A comprehensive data preprocessing, visualization, and model training framework for fault detection in hardware systems.
This project comprises a systematic pipeline for handling, analyzing, and modeling data primarily aimed at fault detection in hardware systems i.e. Radio equipments.
It includes functionalities ranging from data preprocessing steps such as missing value imputation and feature scaling, to model training and evaluation with various machine learning algorithms,
and data visualization techniques to assess model performance and insights.
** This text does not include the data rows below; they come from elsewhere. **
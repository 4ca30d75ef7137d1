//! Logging setup using the `log` facade and `env_logger` backend.
//!
//! Log levels are determined by (in priority order):
//!
//! 1. `RUST_LOG` environment variable (if set)
//! 2. CLI flags: `--quiet` (error only) or `--verbose` (info/debug/trace)
//! 3. Default: warn level
//!
//! Command results are printed to stdout; the log only carries diagnostics.

use env_logger::Builder;
use log::LevelFilter;
use std::env;
use std::io::Write;

/// Initialize the logging subsystem based on CLI verbosity flags.
///
/// Must be called once, before any logging calls are made.
pub fn init_logging(verbose: u8, quiet: bool) {
    let use_env = env::var("RUST_LOG").is_ok();
    let mut builder = Builder::new();

    if use_env {
        builder.parse_default_env();
    } else {
        builder.filter_level(determine_level(verbose, quiet));
    }

    builder.format(move |buf, record| {
        let level = record.level();
        let level_style = buf.default_level_style(level);
        if verbose >= 2 {
            writeln!(
                buf,
                "{} {level_style}{:<5}{level_style:#} [{}] {}",
                buf.timestamp_seconds(),
                level,
                record.module_path().unwrap_or("unknown"),
                record.args()
            )
        } else {
            writeln!(buf, "{level_style}{:<5}{level_style:#} {}", level, record.args())
        }
    });

    builder.init();
    log::debug!("logging initialized at level {:?}", log::max_level());
}

fn determine_level(verbose: u8, quiet: bool) -> LevelFilter {
    if quiet {
        LevelFilter::Error
    } else {
        match verbose {
            0 => LevelFilter::Warn,
            1 => LevelFilter::Info,
            2 => LevelFilter::Debug,
            _ => LevelFilter::Trace,
        }
    }
}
- The data set is confidential hence not provided.
- The suggested_features are also confidentiial and not provided.
-
Data Preprocessing (
DataPreprocessorClass)- Loading data from a CSV file.
- Dropping empty rows and columns.
- Dropping specific columns.
- Selecting features for model training.
- Imputing missing values with specified strategies (mean by default).
- Processing non-numeric features.
- Dropping constant features.
- Scaling features to have zero mean and unit variance.
-
Data Visualization (
DataVisualizerClass)- Confusion Matrix plotting.
- ROC Curve plotting.
- Precision-Recall Curve plotting.
-
Model Training (
ModelTrainerClass)- Facilitates training of machine learning models.
- Implements hyperparameter tuning using GridSearchCV.
- Provides functions for evaluating the trained model on training and test data.
- Supports cross-validation for model evaluation.
-
Base Model Interface (
BaseModelInterfaceABC Class)- Template for creating machine learning models
- Train and make predictions with the model using the provided training data.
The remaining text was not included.